しかしだ、18歳から42年間真面目一徹で仕事に向き合い続け、無事故無違反記録や職場での真摯な姿勢が評価されている夫がいつもの頑固な口ぶりで「だめだ」と言っただけで離婚届を差し出すのはあまりにも短絡的で酔狂な行動ではないか。

離婚届

DVがあるわけでもない、不貞行為があったわけでもない、おまけに孫が生まれる直前のこの状況でなぜこんな気狂いを疑われる行動に出たのか。

その経緯を明確に示さずに行動だけを切り取れば違和感しかない。

 

また、停電で足止めを食らっている電車(徹が運転手を務めている)に末期がん患者の信子が搭乗しているのも違和感だ。弱り切った足腰で山まで遠出し、孫娘のためにどこに生えているかもわからない薬草を摘んでくるというのはあまりにも無理がある設定に思える。

お約束であるが、信子は閉じ込められた車内で苦しみはじめる。駆け付けた佐和子が電車に向かうために崖を登るシーン、そして徹が手を貸すシーンは作品的には一番の盛り上がりを意図しているのだろうが、大した斜面でもないし、もっと登りやすいところあったやろと突っ込みどころは満載である。

 

最後の離婚届を出した直後の再プロポーズのシーン。お互い実は好きでしたー、仕事に向き合う姿勢を見て惚れ直しましたーというのはあまりにチープで短絡的ではないだろうか。蛇足感が否定できない。

 

悪い点を書きすぎてしまったが、作品全体のまとまりは非常に評価できるところである。

上に書いたように、物語の要所要所で強引で無理やり感のある展開には違和感があるが、登場人物ひとりひとりが持つ「自分らしく生きること」の意味について深く掘り下げていることがストーリーの深みを増しているのだろう。

熟年離婚とセカンドライフ、近年3組に1組は離婚するといわれている現状と個人主義という人生のテーマを取り扱う本作は大変に興味深い。

配役は的確で、演技にぐいぐい引き込まれる感覚を味わうことができたし、約二時間の映画が短く感じられたのも久しぶりである。

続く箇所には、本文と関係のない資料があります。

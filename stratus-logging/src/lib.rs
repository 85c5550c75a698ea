// Copyright 2025 The stratus Authors
//
// Licensed under the Apache License, Version 2.0 (the "License");
// you may not use this file except in compliance with the License.
// You may obtain a copy of the License at
//
//   http://www.apache.org/licenses/LICENSE-2.0
//
// Unless required by applicable law or agreed to in writing, software
// distributed under the License is distributed on an "AS IS" BASIS,
// WITHOUT WARRANTIES OR CONDITIONS OF ANY KIND, either express or implied.
// See the License for the specific language governing permissions and
// limitations under the License.
//

//! Structured, severity-tagged logging for services on the managed
//! platform.
//!
//! A [`LoggerConfig`] is built once at startup and is immutable from then
//! on; every [`Logger`] is a cheap handle deriving from it. Request
//! middleware derives a per-request logger carrying the trace field and
//! binds it into the request extensions, where handler code retrieves it
//! with [`Logger::from_extensions`].

pub mod logger;
pub mod severity;

pub use logger::{CaptureSink, LogFormat, Logger, LoggerConfig};
pub use severity::Severity;
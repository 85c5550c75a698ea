// Copyright 2025 The stratus Authors
//
// Licensed under the Apache License, Version 2.0 (the "License");
// you may not use this file except in compliance with the License.
// You may obtain a copy of the License at
//
//   http://www.apache.org/licenses/LICENSE-2.0
//
// Unless required by applicable law or agreed to in writing, software
// distributed under the License is distributed on an "AS IS" BASIS,
// WITHOUT WARRANTIES OR CONDITIONS OF ANY KIND, either express or implied.
// See the License for the specific language governing permissions and
// limitations under the License.
//

//! Lookups against the platform metadata server.

use bytes::Bytes;
use http::{Method, Request};
use http_body_util::{BodyExt, Empty};
use hyper_util::{client::legacy::Client, rt::TokioExecutor};
use stratus_error::{Context, Result};

const METADATA_HOST: &str = "metadata.google.internal";
const PROJECT_ID_PATH: &str = "/computeMetadata/v1/project/project-id";
const IDENTITY_PATH: &str = "/computeMetadata/v1/instance/service-accounts/default/identity";
const METADATA_FLAVOR: &str = "Metadata-Flavor";

/// Resolves the project id. `GOOGLE_CLOUD_PROJECT` wins when set so local
/// runs never touch the metadata server.
pub async fn project_id() -> Result<String> {
    if let Some(project_id) = crate::non_empty_env("GOOGLE_CLOUD_PROJECT") {
        return Ok(project_id);
    }

    fetch(format!("http://{METADATA_HOST}{PROJECT_ID_PATH}")).await.context("failed to fetch project id")
}

/// Fetches an identity token for calling another service on the platform.
/// `addr` is a `host[:port]` pair; the audience is the https URL of the host.
pub async fn id_token(addr: &str) -> Result<String> {
    let host = addr.split(':').next().unwrap_or(addr);
    let uri = format!("http://{METADATA_HOST}{IDENTITY_PATH}?audience=https://{host}");

    fetch(uri).await.context("failed to fetch identity token")
}

async fn fetch(uri: String) -> Result<String> {
    let client: Client<_, Empty<Bytes>> = Client::builder(TokioExecutor::new()).build_http();

    let request = Request::builder().method(Method::GET).uri(uri).header(METADATA_FLAVOR, "Google").body(Empty::new())?;

    let response = client.request(request).await?;
    if !response.status().is_success() {
        return Err(format!("metadata server replied with status {}", response.status()).into());
    }

    let body = response.into_body().collect().await?.to_bytes();
    Ok(String::from_utf8(body.to_vec())?)
}
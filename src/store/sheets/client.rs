//! Sheets API client implementing the store contract.
//!
//! `load` resolves the target sheet and pulls the whole value grid into
//! the handle; the first grid row is the header and every later row
//! becomes a Document padded to the header width. Reads filter the loaded
//! rows in memory; writes go back through the values endpoints, deletions
//! through batchUpdate.

use std::sync::Arc;

use async_trait::async_trait;
use reqwest::Method;
use serde::Deserialize;
use serde_json::{json, Value};

use super::auth::{ServiceAccountKey, TokenProvider};
use super::error_payload;
use crate::credentials::CredentialsProvider;
use crate::query::Filter;
use crate::store::{
    matches_filter, Document, SheetStore, StoreError, StoreFactory, StoreResult,
};

const API_BASE: &str = "https://sheets.googleapis.com/v4/spreadsheets";

/// Factory producing one [`SheetsStore`] handle per request.
///
/// Credentials are resolved through the injected capability on every
/// open, so a rotated key takes effect without a restart.
pub struct SheetsStoreFactory {
    credentials: Arc<dyn CredentialsProvider>,
    http: reqwest::Client,
}

impl SheetsStoreFactory {
    pub fn new(credentials: Arc<dyn CredentialsProvider>) -> Self {
        Self {
            credentials,
            http: reqwest::Client::new(),
        }
    }
}

#[async_trait]
impl StoreFactory for SheetsStoreFactory {
    type Store = SheetsStore;

    async fn open(&self, doc_id: &str, sheet_name: Option<&str>) -> StoreResult<SheetsStore> {
        let key_file = self.credentials.key_file();
        let key = ServiceAccountKey::from_file(&key_file)?;
        Ok(SheetsStore::new(
            doc_id,
            sheet_name,
            key,
            self.http.clone(),
        ))
    }
}

/// Sheet metadata and rows established by `load`.
struct LoadedSheet {
    title: String,
    sheet_id: i64,
    header: Vec<String>,
    rows: Vec<Document>,
}

/// Handle on one sheet of one spreadsheet.
pub struct SheetsStore {
    doc_id: String,
    requested_sheet: Option<String>,
    auth: TokenProvider,
    http: reqwest::Client,
    loaded: Option<LoadedSheet>,
}

#[derive(Deserialize)]
struct SpreadsheetMeta {
    #[serde(default)]
    sheets: Vec<SheetMeta>,
}

#[derive(Deserialize)]
struct SheetMeta {
    properties: SheetProperties,
}

#[derive(Deserialize)]
struct SheetProperties {
    #[serde(rename = "sheetId")]
    sheet_id: i64,
    title: String,
}

impl SheetsStore {
    pub fn new(
        doc_id: &str,
        sheet_name: Option<&str>,
        key: ServiceAccountKey,
        http: reqwest::Client,
    ) -> Self {
        Self {
            doc_id: doc_id.to_string(),
            requested_sheet: sheet_name.map(String::from),
            auth: TokenProvider::new(key, http.clone()),
            http,
            loaded: None,
        }
    }

    fn loaded(&self) -> StoreResult<&LoadedSheet> {
        self.loaded
            .as_ref()
            .ok_or_else(|| StoreError::internal("sheet accessed before load"))
    }

    fn loaded_mut(&mut self) -> StoreResult<&mut LoadedSheet> {
        self.loaded
            .as_mut()
            .ok_or_else(|| StoreError::internal("sheet accessed before load"))
    }

    /// One authenticated call; non-success responses become transport
    /// errors carrying the API's `error` payload.
    async fn call(&mut self, method: Method, url: String, body: Option<Value>) -> StoreResult<Value> {
        let token = self.auth.bearer().await?;
        let mut request = self.http.request(method, url).bearer_auth(token);
        if let Some(body) = &body {
            request = request.json(body);
        }
        let response = request
            .send()
            .await
            .map_err(|err| StoreError::internal(format!("sheets request failed: {err}")))?;

        let status = response.status();
        if !status.is_success() {
            let body = response.json::<Value>().await.unwrap_or(Value::Null);
            return Err(StoreError::transport(status.as_u16(), error_payload(body)));
        }
        if status == reqwest::StatusCode::NO_CONTENT {
            return Ok(Value::Null);
        }
        response
            .json::<Value>()
            .await
            .map_err(|err| StoreError::internal(format!("sheets response decode failed: {err}")))
    }

    async fn write_header(&mut self, title: &str, header: &[String]) -> StoreResult<()> {
        let cells: Vec<Value> = header
            .iter()
            .map(|name| Value::String(name.clone()))
            .collect();
        let url = format!(
            "{API_BASE}/{}/values/{}?valueInputOption=RAW",
            enc(&self.doc_id),
            enc(&header_range(title)),
        );
        self.call(
            Method::PUT,
            url,
            Some(json!({"majorDimension": "ROWS", "values": [cells]})),
        )
        .await?;
        Ok(())
    }

    /// Shared body of `update` and `update_one`.
    async fn apply_patch(
        &mut self,
        filter: &Filter,
        patch: &Document,
        limit: Option<usize>,
    ) -> StoreResult<Vec<Document>> {
        let (title, mut header, rows) = {
            let sheet = self.loaded()?;
            (sheet.title.clone(), sheet.header.clone(), sheet.rows.clone())
        };

        let grew = extend_header(&mut header, patch.keys());
        if grew {
            self.write_header(&title, &header).await?;
        }

        let mut writes: Vec<(usize, Vec<Value>)> = Vec::new();
        let mut updated = Vec::new();
        for (index, row) in rows.iter().enumerate() {
            if limit.is_some_and(|cap| updated.len() >= cap) {
                break;
            }
            if !matches_filter(row, filter) {
                continue;
            }
            let mut next = row.clone();
            for (column, value) in patch {
                next.insert(column.clone(), value.clone());
            }
            let cells = doc_to_cells(&header, &next);
            updated.push(row_to_doc(&header, &cells));
            writes.push((index, cells));
        }

        for (index, cells) in &writes {
            let url = format!(
                "{API_BASE}/{}/values/{}?valueInputOption=RAW",
                enc(&self.doc_id),
                enc(&row_range(&title, grid_row(*index))),
            );
            self.call(
                Method::PUT,
                url,
                Some(json!({"majorDimension": "ROWS", "values": [cells]})),
            )
            .await?;
        }

        let sheet = self.loaded_mut()?;
        sheet.header = header;
        for ((index, _), row) in writes.iter().zip(updated.iter()) {
            sheet.rows[*index] = row.clone();
        }
        Ok(updated)
    }
}
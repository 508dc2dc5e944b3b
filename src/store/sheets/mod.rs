//! Google Sheets implementation of the store contract.
//!
//! Stands in for the backing row store in production: `load` pulls sheet
//! properties plus the value grid, reads filter in memory, writes go back
//! through the values and batchUpdate endpoints.

mod auth;
mod client;

pub use auth::{ServiceAccountKey, TokenProvider};
pub use client::{SheetsStore, SheetsStoreFactory};

use serde_json::Value;

/// Pull the structured `error` payload out of an API error body, falling
/// back to the body itself when the field is absent.
pub(crate) fn error_payload(body: Value) -> Value {
    if let Some(error) = body.get("error") {
        if error.is_object() {
            return error.clone();
        }
    }
    body
}

#[cfg(test)]
mod tests {
    use super::*;
    use serde_json::json;

    #[test]
    fn test_error_payload_extracts_error_object() {
        let body = json!({"error": {"code": 403, "message": "The caller does not have permission", "status": "PERMISSION_DENIED"}});
        assert_eq!(
            error_payload(body),
            json!({"code": 403, "message": "The caller does not have permission", "status": "PERMISSION_DENIED"})
        );
    }

    #[test]
    fn test_error_payload_keeps_flat_bodies() {
        let body = json!({"error": "invalid_grant", "error_description": "Invalid JWT"});
        assert_eq!(error_payload(body.clone()), body);
    }

    #[test]
    fn test_error_payload_keeps_non_objects() {
        assert_eq!(error_payload(Value::Null), Value::Null);
    }
}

また、作中に登場する大自然の雄大さには息を飲むばかりであり、これを余すことなくとらえてストーリーの邪魔をしないばかりか渾然一体のものとして昇華させる表現技法に唸ってしまう。

 

総括

何度も書くように、本作は多少強引な話の運びではあるものの、それを補い余りあるほどの魅力を含んだ良作であった。

古き良き日本映画とでもいうのだろうか、丁寧に物語を描き、どっしり重厚なストーリーであるけれど単調さを感じさせず、ついつい先が気になってしまう。

鉄道職員のいう職業が作品の魅力を高めているような気がしてならない。毎日代わり映えのない景色を往復しているのだと錯覚するけれど、実は日々刻々と変化していく。多くの人の無事を祈って。多くの人の希望を載せて。